Coming off of a last-place finish in the AL East, the Red Sox are indicating a “strong willingness” to spend money to improve the roster, according to The Athletic’s Ken Rosenthal.
Teams generally tend to spend money more freely in the first year after a new collective bargaining agreement is signed, Rosenthal added. He listed the Mets, Phillies, Cardinals, Rangers, and Mariners, along with the Red Sox, as teams whose appetite for spending may be a little bit bigger this offseason.
Teams like the Yankees and Dodgers, who are historically among the biggest spenders in the game, may end up showing more restraint than expected, Rosenthal wrote.
“The Dodgers, believing they are deep in major-league talent, might only opt for high-end players they can sign to expensive short-term deals,” Rosenthal wrote. “The Yankees, in a similar position, might only go heavy on [Aaron] Judge.”
So far, the Red Sox haven’t been able to come to an agreement with all-star shortstop Xander Bogaerts who opted out of the final three years of a six-year $120 million dollar deal with Boston to test the free agent market.

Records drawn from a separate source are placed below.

//! Conversions between column values and Rust domain types.

use std::str::FromStr;

use crate::error::DbError;

/// Parse a `TEXT` column into an enum.
pub fn parse_text<T>(table: &'static str, raw: &str) -> Result<T, DbError>
where
    T: FromStr,
    T::Err: core::fmt::Display,
{
    raw.parse().map_err(|e: T::Err| DbError::corrupt(table, e.to_string()))
}

/// Parse a `TEXT[]` column into enums.
pub fn parse_text_list<T>(table: &'static str, raw: &[String]) -> Result<Vec<T>, DbError>
where
    T: FromStr,
    T::Err: core::fmt::Display,
{
    raw.iter().map(|s| parse_text(table, s)).collect()
}

/// `BIGINT` millisecond column to `u64`.
pub fn millis_from_db(table: &'static str, raw: i64) -> Result<u64, DbError> {
    u64::try_from(raw).map_err(|_negative| DbError::corrupt(table, format!("negative duration {raw}")))
}

/// `u64` milliseconds to a `BIGINT` bind value, saturating.
pub fn millis_to_db(ms: u64) -> i64 {
    i64::try_from(ms).unwrap_or(i64::MAX)
}

/// `usize` row cap to a `BIGINT` bind value, saturating.
pub fn limit_to_db(limit: usize) -> i64 {
    i64::try_from(limit).unwrap_or(i64::MAX)
}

Chief baseball officer Chaim Bloom said re-signing Bogaerts is a top priority. But now that he’s on the market, there will be increased competition for him.
Third baseman Rafael Devers has one year left on his contract, and the Red Sox will have to eventually have to address that situation as well.
Those are both players that were already within the Red Sox organization. Rosenthal’s report seems to indicate that the Red Sox may be looking to spend significant cash on free agents from other teams.
Boston also has some more cash to spend this offseason with over $120 million coming off the books. With that much money being freed up, the Red Sox will roughly have $90 million to spend before reaching the luxury tax threshold, The Boston Globe’s Alex Speier projected.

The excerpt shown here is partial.